__Directions for this task__
Compute how many lines in the data below hold the word "produced", then report that number with nothing else.

[Collected data entries]

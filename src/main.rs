mod display;

use std::fs::OpenOptions;
use std::io::{stdout, BufWriter, Write};
use std::sync::mpsc;
use std::thread;
use std::time::{Duration, Instant};

use anyhow::Context;
use clap::Parser;
use crossterm::{
    cursor,
    event::{
        self, DisableMouseCapture, EnableMouseCapture, Event, KeyEventKind,
        KeyboardEnhancementFlags, MouseButton, MouseEvent, MouseEventKind,
        PopKeyboardEnhancementFlags, PushKeyboardEnhancementFlags,
    },
    terminal, ExecutableCommand,
};
use rand::thread_rng;

use alien_invasion::compute::{init_state, resize_board, tick};
use alien_invasion::config::{AppConfig, Cli, MIN_COLS, MIN_ROWS};
use alien_invasion::controller::{apply, Command};
use alien_invasion::entities::{GameEvent, GameState, Phase};
use alien_invasion::game_stats::{
    load_high_score, read_score_entries, save_high_score, save_score_entry,
};
use alien_invasion::input::{map_key, KeyAction, KeyHold, LEFT_KEYS, RIGHT_KEYS};
use alien_invasion::settings::Settings;

use display::Starfield;

// ── Logging ───────────────────────────────────────────────────────────────────

/// The terminal is in raw mode on the alternate screen, so log lines go to a
/// file. Falls back to stderr if the file cannot be opened.
fn init_logging(config: &AppConfig) {
    let mut builder =
        env_logger::Builder::from_env(env_logger::Env::default().default_filter_or("info"));
    match OpenOptions::new()
        .create(true)
        .append(true)
        .open(&config.log_path)
    {
        Ok(file) => {
            builder.target(env_logger::Target::Pipe(Box::new(file)));
        }
        Err(err) => {
            eprintln!("cannot open log file {}: {err}", config.log_path.display());
        }
    }
    builder.init();
}

// ── Event reactions ───────────────────────────────────────────────────────────

/// Side effects the pure logic asked for.
struct Session {
    config: AppConfig,
    /// High score as it stood in the file when the program started.
    stored_high_score: u32,
}

impl Session {
    fn handle(&mut self, events: &[GameEvent]) {
        for event in events {
            match event {
                GameEvent::ShipLost { .. } => {
                    // Deliberate freeze: input and rendering wait too.
                    thread::sleep(Duration::from_millis(self.config.settings.ship_hit_pause_ms));
                }
                GameEvent::GameOver { score } if *score > self.stored_high_score => {
                    match save_high_score(&self.config.high_score_path, *score) {
                        Ok(()) => {
                            log::info!("new high score {score} saved");
                            self.stored_high_score = *score;
                        }
                        Err(err) => log::warn!("{err:#}"),
                    }
                }
                GameEvent::ScoreConfirmed(entry) => {
                    if let Err(err) = save_score_entry(&self.config.scores_path, entry) {
                        log::warn!("{err:#}");
                    }
                }
                GameEvent::LevelCleared { level } => log::debug!("level {level}"),
                _ => {}
            }
        }
    }
}

// ── Game loop ─────────────────────────────────────────────────────────────────

/// Runs until the player quits.
///
/// Each frame: drain pending input, refresh the ship's intent flags from
/// held keys, advance the simulation if a game is active, then draw.
fn game_loop<W: Write>(
    out: &mut W,
    mut state: GameState,
    session: &mut Session,
    rx: &mpsc::Receiver<Event>,
) -> anyhow::Result<()> {
    let frame_len = Duration::from_millis(session.config.settings.frame_ms);
    let mut held = KeyHold::new();
    let mut stars = Starfield::new(
        state.settings.screen_width as u16,
        state.settings.screen_height as u16,
        &mut thread_rng(),
    );

    loop {
        let frame_start = Instant::now();
        let frame = state.frame;
        let mut events = Vec::new();

        // ── Drain all pending input events (non-blocking) ─────────────────────
        while let Ok(ev) = rx.try_recv() {
            let command = match ev {
                Event::Key(key) => match key.kind {
                    KeyEventKind::Press => {
                        held.press(key.code, frame);
                        match map_key(state.phase(), &key) {
                            Some(KeyAction::Quit) => return Ok(()),
                            Some(KeyAction::Command(command)) => Some(command),
                            None => None,
                        }
                    }
                    KeyEventKind::Repeat => {
                        held.press(key.code, frame);
                        None
                    }
                    KeyEventKind::Release => {
                        held.release(key.code);
                        None
                    }
                },
                Event::Mouse(MouseEvent {
                    kind: MouseEventKind::Down(MouseButton::Left),
                    column,
                    row,
                    ..
                }) => Some(Command::Click { x: column, y: row }),
                Event::Resize(cols, rows) if state.phase() != Phase::Active => {
                    state = resized(&state, cols, rows);
                    stars = Starfield::new(cols, rows, &mut thread_rng());
                    None
                }
                _ => None,
            };

            if let Some(command) = command {
                let was_active = state.stats.game_active;
                let (next, produced) = apply(&state, command);
                state = next;
                if state.stats.game_active && !was_active {
                    held.clear();
                }
                events.extend(produced);
            }
        }

        // ── Apply held-key intent every frame ─────────────────────────────────
        for command in [
            Command::SetMoveLeft(held.any_held(&LEFT_KEYS, frame)),
            Command::SetMoveRight(held.any_held(&RIGHT_KEYS, frame)),
        ] {
            state = apply(&state, command).0;
        }

        let (next, produced) = tick(&state);
        state = next;
        events.extend(produced);

        session.handle(&events);

        display::render(out, &state, &stars)?;

        let elapsed = frame_start.elapsed();
        if elapsed < frame_len {
            thread::sleep(frame_len - elapsed);
        }
    }
}

/// The board for a new terminal size, never smaller than the minimum.
fn resized(state: &GameState, cols: u16, rows: u16) -> GameState {
    resize_board(
        state,
        cols.max(MIN_COLS) as f32,
        rows.max(MIN_ROWS) as f32,
    )
}

// ── Entry point ───────────────────────────────────────────────────────────────

fn main() -> anyhow::Result<()> {
    let cli = Cli::parse();
    let config = AppConfig::load(&cli.config)?.apply_cli(&cli);
    init_logging(&config);

    let (cols, rows) = terminal::size().context("querying terminal size")?;
    if cols < MIN_COLS || rows < MIN_ROWS {
        anyhow::bail!("terminal is {cols}x{rows}, need at least {MIN_COLS}x{MIN_ROWS}");
    }

    let raw_out = stdout();
    let mut out = BufWriter::new(raw_out);

    terminal::enable_raw_mode()?;
    out.execute(terminal::EnterAlternateScreen)?;
    out.execute(EnableMouseCapture)?;
    out.execute(cursor::Hide)?;

    // Request key-release (and key-repeat) events from the terminal.
    // Kitty-protocol terminals support this; others fall back gracefully.
    let keyboard_enhanced = out
        .execute(PushKeyboardEnhancementFlags(
            KeyboardEnhancementFlags::REPORT_EVENT_TYPES,
        ))
        .is_ok();

    // Dedicate a thread exclusively to blocking event reads, sending them
    // through a channel so the game loop never has to block on I/O.
    let (tx, rx) = mpsc::channel::<Event>();
    thread::spawn(move || loop {
        match event::read() {
            Ok(ev) => {
                if tx.send(ev).is_err() {
                    break; // receiver dropped → program exiting
                }
            }
            Err(_) => break,
        }
    });

    let result = run(&mut out, config, cols, rows, &rx);

    // Always restore the terminal
    if keyboard_enhanced {
        let _ = out.execute(PopKeyboardEnhancementFlags);
    }
    let _ = out.execute(DisableMouseCapture);
    let _ = out.execute(cursor::Show);
    let _ = out.execute(terminal::LeaveAlternateScreen);
    let _ = terminal::disable_raw_mode();

    if let Err(err) = &result {
        log::error!("{err:#}");
    }
    result
}

fn run<W: Write>(
    out: &mut W,
    config: AppConfig,
    cols: u16,
    rows: u16,
    rx: &mpsc::Receiver<Event>,
) -> anyhow::Result<()> {
    let high_score = load_high_score(&config.high_score_path);
    let settings = Settings {
        screen_width: cols as f32,
        screen_height: rows as f32,
        ..config.settings.clone()
    };

    let mut state = init_state(settings, high_score);
    match read_score_entries(&config.scores_path) {
        Ok(entries) => state.last_entry = entries.into_iter().last(),
        Err(err) => log::warn!("{err:#}"),
    }

    let mut session = Session {
        config,
        stored_high_score: high_score,
    };
    game_loop(out, state, &mut session, rx)
}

__Result of this task__
4